Re: [dwm] dwm's future

2009-04-27 Thread Matthias-Christian Ott
On Mon, Apr 27, 2009 at 10:35:20AM +0100, Anselm R Garbe wrote:
 Thanks for all the valueable input so far in this thread.
 
 I think here are the action points:
 
 1) I plan to separate the bar stuff code-wise into two portions -- the
 tag bar with tags and layout info, and the title/status bar, but
 things will stay as they are from a user perspective, it's just some
 code cleanup which allows replacing the tagbar and/or title/status bar
 with something else (or avoiding to compile it in)
 
 There might be possible pango/cairo implementations of this stuff, I
 plan to have a font API interface, something like libsfont which is
 used by dwm and dmenu to start with, and which depends on either Xlib
 or some more fancy sucking stuff optionally.
 
 2) I need to investigate into the reparent stuff first, I really
 dislike going the reparent route, because each parent window consumes
 much more X resource memory (basically twice the buffer sizes as we
 have already if you use a reparenting WM -- this makes everything
 slower). I really think bug the authors of the broken apps to fix
 their apps that they do not assume a reparenting WM.
 
 So the action here is: let's make a list of all apps which are known
 to be broken and behaving strange with dwm first, that I can
 investigate.
 
 - Mathematica (Version?)
 - ... please provide input

That's mainly proprietary software. dwm shouldn't support that kind of
software, but instead expose their bare brokenness to the user. Maybe users
will realise then that proprietary software is not worth using, because you
can't even fix trivial bugs like this.
 
 3) I agree multihead has got some preference, I like the approach to
 assign certain tags to specific screens.

Could you please briefly explain why you are opposed to XRandR. It seems
pretty common and usable.
 
 Kind regards,
 Anselm

Regards,
Matthias-Christian



Re: [dwm] dwm's future

2009-04-27 Thread Valentin
On Mon, Apr 27, 2009 at 08:47:33PM +0200, Matthias-Christian Ott wrote:
 On Mon, Apr 27, 2009 at 10:35:20AM +0100, Anselm R Garbe wrote:
 
 That's mainly proprietary software. dwm shouldn't support that kind of
 software, but instead expose their bare brokenness to the user.
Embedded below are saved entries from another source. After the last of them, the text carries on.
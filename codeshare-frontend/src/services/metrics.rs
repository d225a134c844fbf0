use prometheus::{Encoder, HistogramOpts, HistogramVec, IntCounterVec, Opts, Registry, TextEncoder};
use std::sync::OnceLock;
use std::time::Duration;

// Global registry
pub static REGISTRY: OnceLock<Registry> = OnceLock::new();

// Metrics
pub static API_REQUESTS_TOTAL: OnceLock<IntCounterVec> = OnceLock::new();
pub static API_REQUEST_DURATION_SECONDS: OnceLock<HistogramVec> = OnceLock::new();

pub fn init_metrics() -> Result<(), prometheus::Error> {
    if REGISTRY.get().is_some() {
        return Ok(());
    }

    let registry = Registry::new();

    let requests_total = IntCounterVec::new(
        Opts::new(
            "codeshare_api_requests_total",
            "Total number of requests sent to the file API",
        ),
        &["operation", "outcome"],
    )?;

    let request_duration = HistogramVec::new(
        HistogramOpts::new(
            "codeshare_api_request_duration_seconds",
            "File API request duration in seconds",
        ),
        &["operation"],
    )?;

    registry.register(Box::new(requests_total.clone()))?;
    registry.register(Box::new(request_duration.clone()))?;

    let _ = REGISTRY.set(registry);
    let _ = API_REQUESTS_TOTAL.set(requests_total);
    let _ = API_REQUEST_DURATION_SECONDS.set(request_duration);
    Ok(())
}

/// Record one finished API call. No-op before [`init_metrics`].
pub fn record_request(operation: &str, outcome: &str, elapsed: Duration) {
    if let Some(counter) = API_REQUESTS_TOTAL.get() {
        counter.with_label_values(&[operation, outcome]).inc();
    }
    if let Some(histogram) = API_REQUEST_DURATION_SECONDS.get() {
        histogram
            .with_label_values(&[operation])
            .observe(elapsed.as_secs_f64());
    }
}

pub fn get_metrics() -> String {
    let Some(registry) = REGISTRY.get() else {
        return String::new();
    };

    let mut buffer = Vec::new();
    let encoder = TextEncoder::new();
    if let Err(e) = encoder.encode(&registry.gather(), &mut buffer) {
        tracing::warn!(error = %e, "Failed to encode metrics");
        return String::new();
    }
    String::from_utf8(buffer).unwrap_or_default()
}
Maybe users
 will realise then that proprietary software is not worth using, because you
 can't even fix trivial bugs like this.

Except some of us don't have a choice and have to use this for their
work or at uni...
 
 Regards,
 Matthias-Christian

Regards,
Valentin



Re: [dwm] dwm's future

2009-04-27 Thread Kurt H Maier
On Mon, Apr 27, 2009 at 1:47 PM, Matthias-Christian Ott o...@mirix.org wrote:
 Could you please briefly explain why you are opposed to XRandR. It seems
 pretty common and usable.


Not only that, xinerama is going to be entirely supplanted by xrandr.
Developing for xinerama is a dead end.

On Mon, Apr 27, 2009 at 1:50 PM, Valentin a...@0au.de wrote:
 Except some of us don't have a choice and have to use this for their
 work or at uni...

Perfect candidate for a different window manager, or at least a
different window manager in a nested X display.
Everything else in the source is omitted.